US President Donald Trump and China’s chief trade negotiator, Vice-Premier Liu He, signed phase one of the Economic and Trade Agreement on January 15, 2020.

The deal marks phase one in a two-part negotiation.

The U.S. will reduce the tariffs on list 4(a) to 7.5% and the tariffs on list 4(b) will be suspended. The 25% tariff on lists 1, 2, and 3 will remain in place. 

Additionally, China has committed to buying an additional $200 billion worth of American goods and services by 2021 and to adhere to disciplines covering a range of issues.  The phase one agreement, will go into effect on February 14, 2020. It contains individual chapters on IP, technology transfer, food and agriculture, financial services, macroeconomic policies, exchange rates, Chinese purchase targets for U.S. goods and services, and dispute resolution.

A summary of the specific chapters of the phase one agreement is provided below. Click here to read the complete Fact Sheet of USTR.

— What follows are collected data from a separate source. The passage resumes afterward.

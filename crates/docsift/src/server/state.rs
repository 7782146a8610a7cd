//! Shared application state.

use parking_lot::RwLock;
use std::sync::Arc;

use crate::config::{Backend, DocsiftConfig};
use crate::error::Result;
use crate::ingestion::{Ocr, TextChunker};
use crate::providers::{EmbeddingProvider, GeminiClient, LlmProvider, OllamaClient};
use crate::retrieval::IndexCache;
use crate::storage::DocumentDb;

#[derive(Clone)]
pub struct AppState {
    inner: Arc<AppStateInner>,
}

struct AppStateInner {
    config: DocsiftConfig,
    llm: Arc<dyn LlmProvider>,
    embedder: Arc<dyn EmbeddingProvider>,
    ocr: Ocr,
    chunker: TextChunker,
    index_cache: IndexCache,
    db: DocumentDb,
    ready: RwLock<bool>,
}

impl AppState {
    pub fn new(config: DocsiftConfig) -> Result<Self> {
        tracing::info!("initializing application state (backend: {:?})", config.backend);

        let (llm, embedder): (Arc<dyn LlmProvider>, Arc<dyn EmbeddingProvider>) =
            match config.backend {
                Backend::Gemini => {
                    let client = Arc::new(GeminiClient::new(&config.gemini, &config.llm)?);
                    tracing::info!(
                        "Gemini backend (generation: {}, embeddings: {})",
                        config.gemini.generate_model,
                        config.gemini.embed_model
                    );
                    let llm: Arc<dyn LlmProvider> = client.clone();
                    let embedder: Arc<dyn EmbeddingProvider> = client;
                    (llm, embedder)
                }
                Backend::Ollama => {
                    let client = Arc::new(OllamaClient::new(&config.ollama, &config.llm)?);
                    tracing::info!(
                        "Ollama backend at {} (generation: {}, embeddings: {})",
                        config.ollama.base_url,
                        config.ollama.generate_model,
                        config.ollama.embed_model
                    );
                    let llm: Arc<dyn LlmProvider> = client.clone();
                    let embedder: Arc<dyn EmbeddingProvider> = client;
                    (llm, embedder)
                }
            };

        let db = DocumentDb::new(&config.storage.database_path)?;
        tracing::info!(
            "document store at {}",
            config.storage.database_path.display()
        );

        let index_cache = IndexCache::new(
            config.retrieval.cache_max_entries,
            config.retrieval.cache_ttl_secs,
        );
        let chunker = TextChunker::from_config(&config.chunking);
        let ocr = Ocr::new(config.ingest.ocr_language.clone());

        if !Ocr::is_available() {
            tracing::warn!(
                "tesseract not found; image uploads and embedded-image OCR will fail \
                 (apt install tesseract-ocr)"
            );
        }

        Ok(Self {
            inner: Arc::new(AppStateInner {
                config,
                llm,
                embedder,
                ocr,
                chunker,
                index_cache,
                db,
                ready: RwLock::new(true),
            }),
        })
    }

    /// Test-oriented constructor wiring explicit providers and an in-memory
    /// database.
    #[cfg(test)]
    pub fn for_tests(
        config: DocsiftConfig,
        llm: Arc<dyn LlmProvider>,
        embedder: Arc<dyn EmbeddingProvider>,
    ) -> Self {
        let index_cache = IndexCache::new(
            config.retrieval.cache_max_entries,
            config.retrieval.cache_ttl_secs,
        );
        let chunker = TextChunker::from_config(&config.chunking);
        let ocr = Ocr::new(config.ingest.ocr_language.clone());
        let db = DocumentDb::in_memory().expect("in-memory db");

        Self {
            inner: Arc::new(AppStateInner {
                config,
                llm,
                embedder,
                ocr,
                chunker,
                index_cache,
                db,
                ready: RwLock::new(true),
            }),
        }
    }

    pub fn config(&self) -> &DocsiftConfig {
        &self.inner.config
    }

    pub fn llm(&self) -> &dyn LlmProvider {
        self.inner.llm.as_ref()
    }

    pub fn embedder(&self) -> &dyn EmbeddingProvider {
        self.inner.embedder.as_ref()
    }

    pub fn ocr(&self) -> &Ocr {
        &self.inner.ocr
    }

    pub fn chunker(&self) -> &TextChunker {
        &self.inner.chunker
    }

    pub fn index_cache(&self) -> &IndexCache {
        &self.inner.index_cache
    }

    pub fn db(&self) -> &DocumentDb {
        &self.inner.db
    }

    pub fn is_ready(&self) -> bool {
        *self.inner.ready.read()
    }

    pub fn set_ready(&self, ready: bool) {
        *self.inner.ready.write() = ready;
    }
}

  • Intellectual Property: This chapter addresses numerous longstanding concerns in the areas of trade secrets, pharmaceutical-related intellectual property, geographical indications, trademarks, and enforcement against pirated and counterfeit goods. 

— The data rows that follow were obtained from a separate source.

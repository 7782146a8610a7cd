//! Embedding provider trait.

use async_trait::async_trait;

use crate::error::Result;

/// Trait for generating text embeddings.
#[async_trait]
pub trait EmbeddingProvider: Send + Sync {
    /// Generate an embedding for a single text.
    async fn embed(&self, text: &str) -> Result<Vec<f32>>;

    /// Generate embeddings for multiple texts.
    ///
    /// Default implementation calls `embed` sequentially; implementations
    /// with a batch endpoint should override it.
    async fn embed_batch(&self, texts: &[String]) -> Result<Vec<Vec<f32>>> {
        let mut embeddings = Vec::with_capacity(texts.len());
        for text in texts {
            embeddings.push(self.embed(text).await?);
        }
        Ok(embeddings)
    }

    /// Embedding vector width.
    fn dimensions(&self) -> usize;

    /// Check if the provider is reachable.
    async fn health_check(&self) -> Result<bool>;

    /// Provider name for logging.
    fn name(&self) -> &str;
}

  • Technology Transfer: This chapter sets out binding and enforceable obligations to address several of the unfair technology transfer practices of China that were identified in USTR’s Section 301 investigation. 


  • Agriculture: This chapter addresses structural barriers to trade and will support a dramatic expansion of U.S. food, agriculture, and seafood product exports.

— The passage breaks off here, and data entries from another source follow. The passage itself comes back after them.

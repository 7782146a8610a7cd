//! Retrieval-augmented QA over a single document's text.

pub mod cache;
pub mod index;
pub mod qa;

pub use cache::{CacheStats, IndexCache};
pub use index::{ChunkIndex, IndexedChunk, ScoredChunk};
pub use qa::answer_question;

  • Financial Services: This chapter addresses a number of longstanding trade and investment barriers to U.S. providers of a wide range of financial services, including banking, insurance, securities, and credit rating services, among others.


  • Currency: This chapter addresses unfair currency practices by requiring high-standard commitments to refrain from competitive devaluations and targeting of exchange rates while promoting transparency and providing mechanisms for accountability and enforcement. 


  • Expanding Trade: This chapter includes commitments from China to import various U.S. goods and services over the next two years in a total amount that exceeds China’s annual level of imports for those goods and services in 2017 by no less than $200 billion. 


  • Dispute Resolution: This arrangement creates regular bilateral consultations at both the principal level and the working level. It also establishes strong procedures for addressing disputes related to the agreement and allows each party to take proportionate responsive actions that it deems appropriate.